Start of Stored data

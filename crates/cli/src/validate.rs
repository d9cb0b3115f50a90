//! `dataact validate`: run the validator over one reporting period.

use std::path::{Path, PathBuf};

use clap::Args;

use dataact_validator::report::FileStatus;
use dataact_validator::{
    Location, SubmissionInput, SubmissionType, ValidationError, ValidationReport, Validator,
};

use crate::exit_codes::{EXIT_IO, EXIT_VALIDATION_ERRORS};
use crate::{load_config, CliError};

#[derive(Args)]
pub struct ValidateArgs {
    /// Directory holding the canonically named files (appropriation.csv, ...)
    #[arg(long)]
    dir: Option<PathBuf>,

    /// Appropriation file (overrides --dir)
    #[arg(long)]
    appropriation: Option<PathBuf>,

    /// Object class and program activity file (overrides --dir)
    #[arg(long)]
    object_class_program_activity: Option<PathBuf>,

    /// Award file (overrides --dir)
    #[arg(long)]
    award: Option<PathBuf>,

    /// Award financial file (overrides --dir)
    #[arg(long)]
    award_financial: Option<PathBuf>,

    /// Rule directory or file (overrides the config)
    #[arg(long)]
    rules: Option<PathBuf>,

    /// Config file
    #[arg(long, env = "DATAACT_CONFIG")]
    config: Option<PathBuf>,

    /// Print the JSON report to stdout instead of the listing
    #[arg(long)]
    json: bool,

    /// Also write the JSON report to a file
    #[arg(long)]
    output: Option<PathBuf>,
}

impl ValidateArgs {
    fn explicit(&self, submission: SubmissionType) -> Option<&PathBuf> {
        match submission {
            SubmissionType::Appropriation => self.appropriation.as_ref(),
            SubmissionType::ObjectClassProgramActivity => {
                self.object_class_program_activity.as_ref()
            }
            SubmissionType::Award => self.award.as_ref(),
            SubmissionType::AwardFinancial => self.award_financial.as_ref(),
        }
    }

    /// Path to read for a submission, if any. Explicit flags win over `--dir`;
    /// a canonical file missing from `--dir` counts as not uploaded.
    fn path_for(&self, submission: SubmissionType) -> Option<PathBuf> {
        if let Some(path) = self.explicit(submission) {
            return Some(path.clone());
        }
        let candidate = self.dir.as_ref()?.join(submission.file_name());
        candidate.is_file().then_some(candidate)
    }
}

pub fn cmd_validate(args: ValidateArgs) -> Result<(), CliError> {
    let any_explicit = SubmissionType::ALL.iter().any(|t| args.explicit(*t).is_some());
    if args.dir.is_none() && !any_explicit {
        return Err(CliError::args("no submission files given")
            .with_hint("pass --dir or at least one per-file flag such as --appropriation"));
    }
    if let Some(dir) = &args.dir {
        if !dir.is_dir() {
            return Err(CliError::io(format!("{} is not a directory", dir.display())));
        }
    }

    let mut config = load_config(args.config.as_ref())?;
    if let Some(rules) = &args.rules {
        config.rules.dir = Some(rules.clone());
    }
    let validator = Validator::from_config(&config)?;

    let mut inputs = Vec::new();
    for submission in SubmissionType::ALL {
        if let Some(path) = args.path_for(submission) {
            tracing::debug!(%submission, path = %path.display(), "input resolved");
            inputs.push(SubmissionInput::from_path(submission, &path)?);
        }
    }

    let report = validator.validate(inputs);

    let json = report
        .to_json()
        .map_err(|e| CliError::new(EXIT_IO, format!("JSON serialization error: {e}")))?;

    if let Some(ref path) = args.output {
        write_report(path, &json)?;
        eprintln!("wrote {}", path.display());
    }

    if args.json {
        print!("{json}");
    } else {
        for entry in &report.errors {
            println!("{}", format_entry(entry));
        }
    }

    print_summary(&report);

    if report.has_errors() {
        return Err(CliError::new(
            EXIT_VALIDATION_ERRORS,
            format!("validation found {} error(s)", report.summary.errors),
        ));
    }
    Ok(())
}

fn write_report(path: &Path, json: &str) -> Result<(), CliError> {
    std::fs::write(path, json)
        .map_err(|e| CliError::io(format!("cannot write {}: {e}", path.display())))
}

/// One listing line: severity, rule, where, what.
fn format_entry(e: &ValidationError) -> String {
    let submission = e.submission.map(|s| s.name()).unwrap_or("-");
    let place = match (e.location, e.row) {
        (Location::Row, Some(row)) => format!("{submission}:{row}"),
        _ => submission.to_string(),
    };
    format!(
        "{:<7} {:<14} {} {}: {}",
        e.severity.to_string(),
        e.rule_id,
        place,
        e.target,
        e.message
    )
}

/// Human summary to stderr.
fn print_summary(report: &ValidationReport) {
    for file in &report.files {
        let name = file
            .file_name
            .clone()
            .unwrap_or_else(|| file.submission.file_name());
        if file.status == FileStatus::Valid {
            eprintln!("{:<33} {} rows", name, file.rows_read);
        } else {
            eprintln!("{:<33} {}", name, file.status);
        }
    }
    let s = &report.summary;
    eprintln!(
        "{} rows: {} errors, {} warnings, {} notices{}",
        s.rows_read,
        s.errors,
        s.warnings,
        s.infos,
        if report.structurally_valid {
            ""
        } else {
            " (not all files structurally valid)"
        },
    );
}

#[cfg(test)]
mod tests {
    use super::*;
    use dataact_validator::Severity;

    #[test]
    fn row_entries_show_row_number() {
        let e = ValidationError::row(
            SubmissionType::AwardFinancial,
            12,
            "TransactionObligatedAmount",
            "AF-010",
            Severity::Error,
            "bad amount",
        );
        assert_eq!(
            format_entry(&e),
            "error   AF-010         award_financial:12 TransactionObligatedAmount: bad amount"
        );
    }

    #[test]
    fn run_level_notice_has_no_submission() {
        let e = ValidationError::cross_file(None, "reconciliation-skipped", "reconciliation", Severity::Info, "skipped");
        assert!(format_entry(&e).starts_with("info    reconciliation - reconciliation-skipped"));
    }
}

End of Stored data

Work task: All records shown above need to be written out again verbatim.

Result:
filename crates/cli/src/validate.rs
repository d9cb0b3115f50a90
//! `dataact validate`: run the validator over one reporting period.

use std::path::{Path, PathBuf};

use clap::Args;

use dataact_validator::report::FileStatus;
use dataact_validator::{
    Location, SubmissionInput, SubmissionType, ValidationError, ValidationReport, Validator,
};

use crate::exit_codes::{EXIT_IO, EXIT_VALIDATION_ERRORS};
use crate::{load_config, CliError};

#[derive(Args)]
pub struct ValidateArgs {
    /// Directory holding the canonically named files (appropriation.csv, ...)
    #[arg(long)]
    dir: Option<PathBuf>,

    /// Appropriation file (overrides --dir)
    #[arg(long)]
    appropriation: Option<PathBuf>,

    /// Object class and program activity file (overrides --dir)
    #[arg(long)]
    object_class_program_activity: Option<PathBuf>,

    /// Award file (overrides --dir)
    #[arg(long)]
    award: Option<PathBuf>,

    /// Award financial file (overrides --dir)
    #[arg(long)]
    award_financial: Option<PathBuf>,

    /// Rule directory or file (overrides the config)
    #[arg(long)]
    rules: Option<PathBuf>,

    /// Config file
    #[arg(long, env = "DATAACT_CONFIG")]
    config: Option<PathBuf>,

    /// Print the JSON report to stdout instead of the listing
    #[arg(long)]
    json: bool,

    /// Also write the JSON report to a file
    #[arg(long)]
    output: Option<PathBuf>,
}

impl ValidateArgs {
    fn explicit(&self, submission: SubmissionType) -> Option<&PathBuf> {
        match submission {
            SubmissionType::Appropriation => self.appropriation.as_ref(),
            SubmissionType::ObjectClassProgramActivity => {
                self.object_class_program_activity.as_ref()
            }
            SubmissionType::Award => self.award.as_ref(),
            SubmissionType::AwardFinancial => self.award_financial.as_ref(),
        }
    }

    /// Path to read for a submission, if any. Explicit flags win over `--dir`;
    /// a canonical file missing from `--dir` counts as not uploaded.
    fn path_for(&self, submission: SubmissionType) -> Option<PathBuf> {
        if let Some(path) = self.explicit(submission) {
            return Some(path.clone());
        }
        let candidate = self.dir.as_ref()?.join(submission.file_name());
        candidate.is_file().then_some(candidate)
    }
}

pub fn cmd_validate(args: ValidateArgs) -> Result<(), CliError> {
    let any_explicit = SubmissionType::ALL.iter().any(|t| args.explicit(*t).is_some());
    if args.dir.is_none() && !any_explicit {
        return Err(CliError::args("no submission files given")
            .with_hint("pass --dir or at least one per-file flag such as --appropriation"));
    }
    if let Some(dir) = &args.dir {
        if !dir.is_dir() {
            return Err(CliError::io(format!("{} is not a directory", dir.display())));
        }
    }

    let mut config = load_config(args.config.as_ref())?;
    if let Some(rules) = &args.rules {
        config.rules.dir = Some(rules.clone());
    }
    let validator = Validator::from_config(&config)?;

    let mut inputs = Vec::new();
    for submission in SubmissionType::ALL {
        if let Some(path) = args.path_for(submission) {
            tracing::debug!(%submission, path = %path.display(), "input resolved");
            inputs.push(SubmissionInput::from_path(submission, &path)?);
        }
    }

    let report = validator.validate(inputs);

    let json = report
        .to_json()
        .map_err(|e| CliError::new(EXIT_IO, format!("JSON serialization error: {e}")))?;

    if let Some(ref path) = args.output {
        write_report(path, &json)?;
        eprintln!("wrote {}", path.display());
    }

    if args.json {
        print!("{json}");
    } else {
        for entry in &report.errors {
            println!("{}", format_entry(entry));
        }
    }

    print_summary(&report);

    if report.has_errors() {
        return Err(CliError::new(
            EXIT_VALIDATION_ERRORS,
            format!("validation found {} error(s)", report.summary.errors),
        ));
    }
    Ok(())
}

fn write_report(path: &Path, json: &str) -> Result<(), CliError> {
    std::fs::write(path, json)
        .map_err(|e| CliError::io(format!("cannot write {}: {e}", path.display())))
}

/// One listing line: severity, rule, where, what.
fn format_entry(e: &ValidationError) -> String {
    let submission = e.submission.map(|s| s.name()).unwrap_or("-");
    let place = match (e.location, e.row) {
        (Location::Row, Some(row)) => format!("{submission}:{row}"),
        _ => submission.to_string(),
    };
    format!(
        "{:<7} {:<14} {} {}: {}",
        e.severity.to_string(),
        e.rule_id,
        place,
        e.target,
        e.message
    )
}

/// Human summary to stderr.
fn print_summary(report: &ValidationReport) {
    for file in &report.files {
        let name = file
            .file_name
            .clone()
            .unwrap_or_else(|| file.submission.file_name());
        if file.status == FileStatus::Valid {
            eprintln!("{:<33} {} rows", name, file.rows_read);
        } else {
            eprintln!("{:<33} {}", name, file.status);
        }
    }
    let s = &report.summary;
    eprintln!(
        "{} rows: {} errors, {} warnings, {} notices{}",
        s.rows_read,
        s.errors,
        s.warnings,
        s.infos,
        if report.structurally_valid {
            ""
        } else {
            " (not all files structurally valid)"
        },
    );
}

#[cfg(test)]
mod tests {
    use super::*;
    use dataact_validator::Severity;

    #[test]
    fn row_entries_show_row_number() {
        let e = ValidationError::row(
            SubmissionType::AwardFinancial,
            12,
            "TransactionObligatedAmount",
            "AF-010",
            Severity::Error,
            "bad amount",
        );
        assert_eq!(
            format_entry(&e),
            "error   AF-010         award_financial:12 TransactionObligatedAmount: bad amount"
        );
    }

    #[test]
    fn run_level_notice_has_no_submission() {
        let e = ValidationError::cross_file(None, "reconciliation-skipped", "reconciliation", Severity::Info, "skipped");
        assert!(format_entry(&e).starts_with("info    reconciliation - reconciliation-skipped"));
    }
}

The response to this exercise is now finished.